Google executive’s heirs have re-evoked the dreaded Ellis Act
Evan Wolkenstein has a lot on his mind these days. In a very San Franciscan touch, the high school teacher has, at age 44, just had his first child. And, in what is also a very San Franciscan touch, he is consumed with existential angst about where he and his wife will be raising this child.
That’s a worry for so many burgeoning San Francisco families. But, as of June 1, the landlord of the building he’s lived in since arriving here 14 years ago ceased accepting Wolkenstein’s rent checks. The next step is an eviction notice. It wouldn’t be the first time.

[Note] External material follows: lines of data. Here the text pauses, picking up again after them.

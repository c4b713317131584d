//! `tnm analyze`: loop over a file list, select objects, count and skim.

use anyhow::{Context, Result};
use std::path::PathBuf;

use tnm_core::text::file_names;
use tnm_core::{CommandLine, EventBuffer, EventSource};
use tnm_io::{InputStream, OutputFile};

use crate::config::{SkimConfig, read_skim_config};

pub struct AnalyzeArgs {
    pub filelist: Option<PathBuf>,
    pub output: Option<PathBuf>,
    pub config: Option<PathBuf>,
    pub tree: Option<String>,
    pub skim: bool,
    pub save_count: Option<usize>,
    pub max_events: Option<usize>,
}

fn event_weight(buffer: &EventBuffer, cfg: &SkimConfig) -> Result<f64> {
    let Some(name) = &cfg.weight_column else {
        return Ok(cfg.weight_scale);
    };
    let w = buffer
        .column(name)
        .and_then(|c| c.get_f64(0))
        .with_context(|| format!("weight column '{name}' has no value"))?;
    Ok(w * cfg.weight_scale)
}

pub fn cmd_analyze(args: AnalyzeArgs) -> Result<()> {
    let mut cfg = match &args.config {
        Some(path) => read_skim_config(path)?,
        None => SkimConfig::default(),
    };
    if let Some(tree) = args.tree {
        cfg.tree = tree;
    }
    if let Some(n) = args.save_count {
        cfg.save_count = n;
    }
    if args.max_events.is_some() {
        cfg.max_events = args.max_events;
    }
    cfg.skim |= args.skim;

    let cl = CommandLine::new("analyze", args.filelist, args.output);
    let files = file_names(&cl.filelist)?;
    tracing::info!("reading {} file(s) listed in {}", files.len(), cl.filelist.display());

    let mut stream = InputStream::open(&files, &cfg.tree)
        .with_context(|| format!("failed to open tree '{}'", cfg.tree))?;
    let mut buffer = stream.buffer();

    if let Some(name) = &cfg.weight_column {
        let is_scalar = buffer.schema().field(name).is_some_and(|f| !f.is_array());
        if !is_scalar {
            anyhow::bail!("weight column '{name}' is not a scalar field of tree '{}'", cfg.tree);
        }
    }
    let selection = cfg.selection();
    selection.validate(&buffer)?;

    let mut out = if cfg.skim {
        OutputFile::skim(&cl.output, &buffer, &cfg.tree, cfg.save_count)?
    } else {
        OutputFile::create(&cl.output)?
    };

    let n = cfg.max_events.map_or(stream.len(), |max| max.min(stream.len()));
    tracing::info!("number of events to read: {n}");
    for entry in 0..n {
        if entry > 0 && entry % 10_000 == 0 {
            tracing::info!("processed {entry} events");
        }
        buffer.read(&mut stream, entry)?;
        let weight = event_weight(&buffer, &cfg)?;
        out.count("all", weight);
        if !selection.apply(&mut buffer, out.counts_mut(), weight)? {
            continue;
        }
        out.write(&mut buffer, weight)?;
    }

    let summary = out.close()?;
    print!("{summary}");
    Ok(())
}
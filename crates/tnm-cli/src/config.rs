//! Skim configuration for `tnm analyze --config`.

use anyhow::{Context, Result};
use serde::{Deserialize, Serialize};
use std::path::Path;

use tnm_core::{EventSelection, ObjectSelection};
use tnm_io::DEFAULT_SAVE_COUNT;

#[derive(Debug, Clone, PartialEq, Serialize, Deserialize)]
pub struct SkimConfig {
    /// Input tree name.
    #[serde(default = "default_tree")]
    pub tree: String,

    /// Write selected events to the output file (otherwise counts only).
    #[serde(default)]
    pub skim: bool,

    /// Entries per auto-saved row group.
    #[serde(default = "default_save_count")]
    pub save_count: usize,

    /// Stop after this many input entries.
    #[serde(default)]
    pub max_events: Option<usize>,

    /// Scalar input column holding the per-event weight.
    #[serde(default)]
    pub weight_column: Option<String>,

    /// Constant factor applied to every event weight.
    #[serde(default = "default_weight_scale")]
    pub weight_scale: f64,

    /// Object selections, applied in order.
    #[serde(default)]
    pub objects: Vec<ObjectSelection>,
}

fn default_tree() -> String {
    "Events".to_string()
}

fn default_save_count() -> usize {
    DEFAULT_SAVE_COUNT
}

fn default_weight_scale() -> f64 {
    1.0
}

impl Default for SkimConfig {
    fn default() -> Self {
        Self {
            tree: default_tree(),
            skim: false,
            save_count: default_save_count(),
            max_events: None,
            weight_column: None,
            weight_scale: default_weight_scale(),
            objects: Vec::new(),
        }
    }
}

impl SkimConfig {
    pub fn selection(&self) -> EventSelection {
        EventSelection { objects: self.objects.clone() }
    }
}

pub fn read_skim_config(path: &Path) -> Result<SkimConfig> {
    let bytes = std::fs::read(path)
        .with_context(|| format!("failed to read config {}", path.display()))?;
    let ext = path.extension().and_then(|s| s.to_str()).unwrap_or("").to_ascii_lowercase();
    let cfg: SkimConfig = if ext == "json" {
        serde_json::from_slice(&bytes)?
    } else {
        serde_yaml_ng::from_slice(&bytes)?
    };
    if cfg.save_count == 0 {
        anyhow::bail!("save_count must be positive in {}", path.display());
    }
    Ok(cfg)
}
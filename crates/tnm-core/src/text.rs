//! String and file-list helpers.

use std::path::{Path, PathBuf};

use crate::{Error, Result};

/// Trim leading and trailing whitespace.
pub fn strip(s: &str) -> &str {
    s.trim()
}

/// Split on whitespace, dropping empty tokens.
pub fn split(s: &str) -> Vec<String> {
    s.split_whitespace().map(str::to_string).collect()
}

/// Replace every occurrence of `old` with `new`.
pub fn change(s: &str, old: &str, new: &str) -> String {
    if old.is_empty() {
        return s.to_string();
    }
    s.replace(old, new)
}

/// File name without its directory and extension (`/a/b/run1.hepmc` -> `run1`).
pub fn nameonly(name: &str) -> String {
    let path = Path::new(name);
    path.file_stem().map_or_else(|| name.to_string(), |s| s.to_string_lossy().into_owned())
}

/// Read a file list: whitespace-separated names, blank lines and `#` comments
/// skipped.
pub fn file_names(filelist: impl AsRef<Path>) -> Result<Vec<PathBuf>> {
    let filelist = filelist.as_ref();
    let text = std::fs::read_to_string(filelist).map_err(|e| {
        Error::Validation(format!("unable to open file list '{}': {e}", filelist.display()))
    })?;
    Ok(parse_file_list(&text))
}

fn parse_file_list(text: &str) -> Vec<PathBuf> {
    text.lines()
        .map(|l| l.split('#').next().unwrap_or_default())
        .flat_map(str::split_whitespace)
        .map(PathBuf::from)
        .collect()
}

“All of my friends who are teachers who have had to move for one reason or another have been displaced from this city,” he says. “I’m talking about a dozen people. Without exception.”
Well, there is one exception: Him. For now. And so Evan Wolkenstein has a lot on his mind these days.
And so do we all. It’s San Francisco in 2018, and his story is ubiquitous; it’s akin to a magician pulling a rabbit out of a rabbit hutch. But Wolkenstein’s story is more than ubiquitous: If you presented it as a work of fiction, you’d be accused of being too on-the-nose, too broad, too uncreative. And that’s because he’s a former Jack Halprin tenant.
Halprin, you may recall, was the Google attorney and executive who, in 2014, triggered worldwide coverage when he attempted to use the Ellis Act to evict a platoon of tenants — among them a grade-school teacher, a high-school teacher, and an aging disabled woman — from his 812 Guerrero Street home.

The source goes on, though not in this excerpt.